Source:-https://techvidvan.com/tutorials/deep-learning-applications/
Now We will be going to see one of its applications which is Photo descriptions or image captions generator.
Image Captions Generator :
Image Caption Generator or Photo Descriptions is one of the Applications of Deep Learning. In Which we have to pass the image to the model and the model does some processing and generating captions or descriptions as per its training. This prediction is sometimes not that much accurate and generates some meaningless sentences. We need very high computational power and a very huge dataset for better results. Now we will see some information about the dataset and the architecture of the neural network of the Image captions generator.
Pre-requisites :
This project requires good knowledge of Deep learning, Python, working on Jupyter notebooks, Keras library, Numpy, and Natural language Processing
Make sure you have installed all the following necessary libraries:
- Tensorflow
- Keras
- Pandas
- NumPy
- nltk ( Natural language tool kit)
- Jupyter- IDE
Dataset :
In this project, we are using the flicker 30k dataset. In which it has 30,000 images with image id and a particular id has 5 captions generated.
Here is the link to the dataset so that you can also download that dataset.
Flicker_30k:- https://www.kaggle.com/hsankesara/flickr-image-dataset
One of the Image in Dataset with ID 1000092795
1000092795.jpg
Here are the particular captions for these images which is present in the dataset.

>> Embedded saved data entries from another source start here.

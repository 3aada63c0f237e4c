//! # Notifications Module
//!
//! Pushes admin request changes to admin dashboards: a polling watcher
//! feeds newly pending requests into a broadcast hub, and review actions
//! publish their outcome to the same hub.

pub mod handlers;
pub mod hub;
pub mod models;
pub mod routes;
pub mod watcher;

#[cfg(test)]
mod tests;

pub use hub::NotificationHub;
pub use models::AdminRequestEvent;
pub use routes::notification_routes;
pub use watcher::{spawn_request_watcher, PendingRequestWatcher, WatchCursor};
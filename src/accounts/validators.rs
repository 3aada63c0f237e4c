use super::models::UpdateProfileRequest;
use crate::common::{ValidationResult, Validator};

pub struct ProfileValidator;

impl Validator<UpdateProfileRequest> for ProfileValidator {
    fn validate(&self, data: &UpdateProfileRequest) -> ValidationResult {
        let mut result = ValidationResult::new();
        result.limit_text("display_name", data.display_name.as_deref(), 100);
        result.optional_url("photo_url", data.photo_url.as_deref());
        result
    }
}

The Architecture of Network :
1 .Image Features Detection :
For image Detecting, we are using a pre-trained model which is VGG16. VGG16 is already installed in the Keras library.VGG 16 was proposed by Karen Simonyan and Andrew Zisserman of the Visual Geometry Group Lab of Oxford University in 2014 in the paper VERY DEEP CONVOLUTIONAL NETWORKS FOR LARGE-SCALE IMAGE RECOGNITION.
This model won the ILSVRC challenge in 2014.
Here is the model representation in 3-D and in 2-D.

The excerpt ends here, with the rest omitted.